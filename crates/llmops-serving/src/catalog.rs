//! Model catalog contract
//!
//! The catalog itself lives elsewhere; serving only needs to read one entry
//! to gate deploys and pick a runtime.

use std::collections::BTreeMap;

use async_trait::async_trait;
use dashmap::DashMap;
#[cfg(test)]
use mockall::automock;
use serde::{Deserialize, Serialize};

use llmops_common::Result;

/// Review status of a catalog entry
#[derive(Clone, Copy, Debug, Serialize, Deserialize, PartialEq, Eq)]
#[serde(rename_all = "lowercase")]
pub enum ModelStatus {
    /// Registered, not reviewed
    Draft,
    /// Under review
    Pending,
    /// Cleared for deployment
    Approved,
    /// Rejected in review
    Rejected,
    /// No longer deployable
    Deprecated,
}

/// Kind of model
#[derive(Clone, Copy, Debug, Serialize, Deserialize, PartialEq, Eq)]
#[serde(rename_all = "kebab-case")]
pub enum ModelType {
    /// Pretrained base model
    Base,
    /// Fine-tuned from a base model
    FineTuned,
    /// Hosted by a third party and reached over its API; never deployed
    External,
}

/// Catalog entry as seen by serving
#[derive(Clone, Debug, Serialize, Deserialize, PartialEq)]
#[serde(rename_all = "camelCase")]
pub struct CatalogModel {
    /// Catalog id
    pub id: String,
    /// Display name
    pub name: String,
    /// Review status
    pub status: ModelStatus,
    /// Model kind
    #[serde(rename = "type")]
    pub model_type: ModelType,
    /// Object-storage location of the weights (`s3://bucket/prefix/`)
    #[serde(default, skip_serializing_if = "Option::is_none")]
    pub storage_uri: Option<String>,
    /// Model family (e.g. "llama", "mistral")
    #[serde(default, skip_serializing_if = "Option::is_none")]
    pub model_family: Option<String>,
    /// Free-form metadata recorded at registration
    #[serde(default, skip_serializing_if = "BTreeMap::is_empty")]
    pub metadata: BTreeMap<String, serde_json::Value>,
}

impl CatalogModel {
    /// String-valued metadata entry, ignoring blanks
    pub fn metadata_str(&self, key: &str) -> Option<&str> {
        self.metadata
            .get(key)
            .and_then(|v| v.as_str())
            .map(str::trim)
            .filter(|s| !s.is_empty())
    }

    /// Usable storage URI, ignoring blanks
    pub fn storage(&self) -> Option<&str> {
        self.storage_uri
            .as_deref()
            .map(str::trim)
            .filter(|s| !s.is_empty())
    }
}

/// Read access to the model catalog
#[cfg_attr(test, automock)]
#[async_trait]
pub trait ModelCatalog: Send + Sync {
    /// Fetch one model; `None` when the id is unknown
    async fn get_model(&self, id: &str) -> Result<Option<CatalogModel>>;
}

/// Catalog held in memory, for tests and local tooling
#[derive(Default)]
pub struct InMemoryCatalog {
    models: DashMap<String, CatalogModel>,
}

impl InMemoryCatalog {
    /// Empty catalog
    pub fn new() -> Self {
        Self::default()
    }

    /// Add or replace a model
    pub fn insert(&self, model: CatalogModel) {
        self.models.insert(model.id.clone(), model);
    }
}

#[async_trait]
impl ModelCatalog for InMemoryCatalog {
    async fn get_model(&self, id: &str) -> Result<Option<CatalogModel>> {
        Ok(self.models.get(id).map(|m| m.clone()))
    }
}

#[cfg(test)]
mod tests {
    use super::*;

    fn model() -> CatalogModel {
        CatalogModel {
            id: "m-1".to_string(),
            name: "llama-3-8b-sft".to_string(),
            status: ModelStatus::Approved,
            model_type: ModelType::FineTuned,
            storage_uri: Some("s3://models/llama-3-8b-sft/".to_string()),
            model_family: Some("llama".to_string()),
            metadata: BTreeMap::from([
                ("runtime".to_string(), serde_json::json!("vllm")),
                ("blank".to_string(), serde_json::json!("  ")),
            ]),
        }
    }

    #[test]
    fn test_metadata_accessors() {
        let m = model();
        assert_eq!(m.metadata_str("runtime"), Some("vllm"));
        assert_eq!(m.metadata_str("blank"), None);
        assert_eq!(m.metadata_str("missing"), None);
        assert_eq!(m.storage(), Some("s3://models/llama-3-8b-sft/"));
    }

    #[test]
    fn test_wire_format() {
        let value = serde_json::to_value(model()).unwrap();
        assert_eq!(value["type"], "fine-tuned");
        assert_eq!(value["status"], "approved");
        assert_eq!(value["storageUri"], "s3://models/llama-3-8b-sft/");
    }

    #[tokio::test]
    async fn test_in_memory_catalog() {
        let catalog = InMemoryCatalog::new();
        catalog.insert(model());
        assert!(catalog.get_model("m-1").await.unwrap().is_some());
        assert!(catalog.get_model("m-2").await.unwrap().is_none());
    }
}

▬▬▬▬▬▬▬▬▬▬

## DIRECTIONS FOR THIS TASK
The records above should be repeated in full, exactly as given.

## EXPECTED ANSWER
filename crates/llmops-serving/src/catalog.rs
//! Model catalog contract
//!
//! The catalog itself lives elsewhere; serving only needs to read one entry
//! to gate deploys and pick a runtime.

use std::collections::BTreeMap;

use async_trait::async_trait;
use dashmap::DashMap;
#[cfg(test)]
use mockall::automock;
use serde::{Deserialize, Serialize};

use llmops_common::Result;

/// Review status of a catalog entry
#[derive(Clone, Copy, Debug, Serialize, Deserialize, PartialEq, Eq)]
#[serde(rename_all = "lowercase")]
pub enum ModelStatus {
    /// Registered, not reviewed
    Draft,
    /// Under review
    Pending,
    /// Cleared for deployment
    Approved,
    /// Rejected in review
    Rejected,
    /// No longer deployable
    Deprecated,
}

/// Kind of model
#[derive(Clone, Copy, Debug, Serialize, Deserialize, PartialEq, Eq)]
#[serde(rename_all = "kebab-case")]
pub enum ModelType {
    /// Pretrained base model
    Base,
    /// Fine-tuned from a base model
    FineTuned,
    /// Hosted by a third party and reached over its API; never deployed
    External,
}

/// Catalog entry as seen by serving
#[derive(Clone, Debug, Serialize, Deserialize, PartialEq)]
#[serde(rename_all = "camelCase")]
pub struct CatalogModel {
    /// Catalog id
    pub id: String,
    /// Display name
    pub name: String,
    /// Review status
    pub status: ModelStatus,
    /// Model kind
    #[serde(rename = "type")]
    pub model_type: ModelType,
    /// Object-storage location of the weights (`s3://bucket/prefix/`)
    #[serde(default, skip_serializing_if = "Option::is_none")]
    pub storage_uri: Option<String>,
    /// Model family (e.g. "llama", "mistral")
    #[serde(default, skip_serializing_if = "Option::is_none")]
    pub model_family: Option<String>,
    /// Free-form metadata recorded at registration
    #[serde(default, skip_serializing_if = "BTreeMap::is_empty")]
    pub metadata: BTreeMap<String, serde_json::Value>,
}

impl CatalogModel {
    /// String-valued metadata entry, ignoring blanks
    pub fn metadata_str(&self, key: &str) -> Option<&str> {
        self.metadata
            .get(key)
            .and_then(|v| v.as_str())
            .map(str::trim)
            .filter(|s| !s.is_empty())
    }

    /// Usable storage URI, ignoring blanks
    pub fn storage(&self) -> Option<&str> {
        self.storage_uri
            .as_deref()
            .map(str::trim)
            .filter(|s| !s.is_empty())
    }
}

/// Read access to the model catalog
#[cfg_attr(test, automock)]
#[async_trait]
pub trait ModelCatalog: Send + Sync {
    /// Fetch one model; `None` when the id is unknown
    async fn get_model(&self, id: &str) -> Result<Option<CatalogModel>>;
}

/// Catalog held in memory, for tests and local tooling
#[derive(Default)]
pub struct InMemoryCatalog {
    models: DashMap<String, CatalogModel>,
}

impl InMemoryCatalog {
    /// Empty catalog
    pub fn new() -> Self {
        Self::default()
    }

    /// Add or replace a model
    pub fn insert(&self, model: CatalogModel) {
        self.models.insert(model.id.clone(), model);
    }
}

#[async_trait]
impl ModelCatalog for InMemoryCatalog {
    async fn get_model(&self, id: &str) -> Result<Option<CatalogModel>> {
        Ok(self.models.get(id).map(|m| m.clone()))
    }
}

#[cfg(test)]
mod tests {
    use super::*;

    fn model() -> CatalogModel {
        CatalogModel {
            id: "m-1".to_string(),
            name: "llama-3-8b-sft".to_string(),
            status: ModelStatus::Approved,
            model_type: ModelType::FineTuned,
            storage_uri: Some("s3://models/llama-3-8b-sft/".to_string()),
            model_family: Some("llama".to_string()),
            metadata: BTreeMap::from([
                ("runtime".to_string(), serde_json::json!("vllm")),
                ("blank".to_string(), serde_json::json!("  ")),
            ]),
        }
    }

    #[test]
    fn test_metadata_accessors() {
        let m = model();
        assert_eq!(m.metadata_str("runtime"), Some("vllm"));
        assert_eq!(m.metadata_str("blank"), None);
        assert_eq!(m.metadata_str("missing"), None);
        assert_eq!(m.storage(), Some("s3://models/llama-3-8b-sft/"));
    }

    #[test]
    fn test_wire_format() {
        let value = serde_json::to_value(model()).unwrap();
        assert_eq!(value["type"], "fine-tuned");
        assert_eq!(value["status"], "approved");
        assert_eq!(value["storageUri"], "s3://models/llama-3-8b-sft/");
    }

    #[tokio::test]
    async fn test_in_memory_catalog() {
        let catalog = InMemoryCatalog::new();
        catalog.insert(model());
        assert!(catalog.get_model("m-1").await.unwrap().is_some());
        assert!(catalog.get_model("m-2").await.unwrap().is_none());
    }
}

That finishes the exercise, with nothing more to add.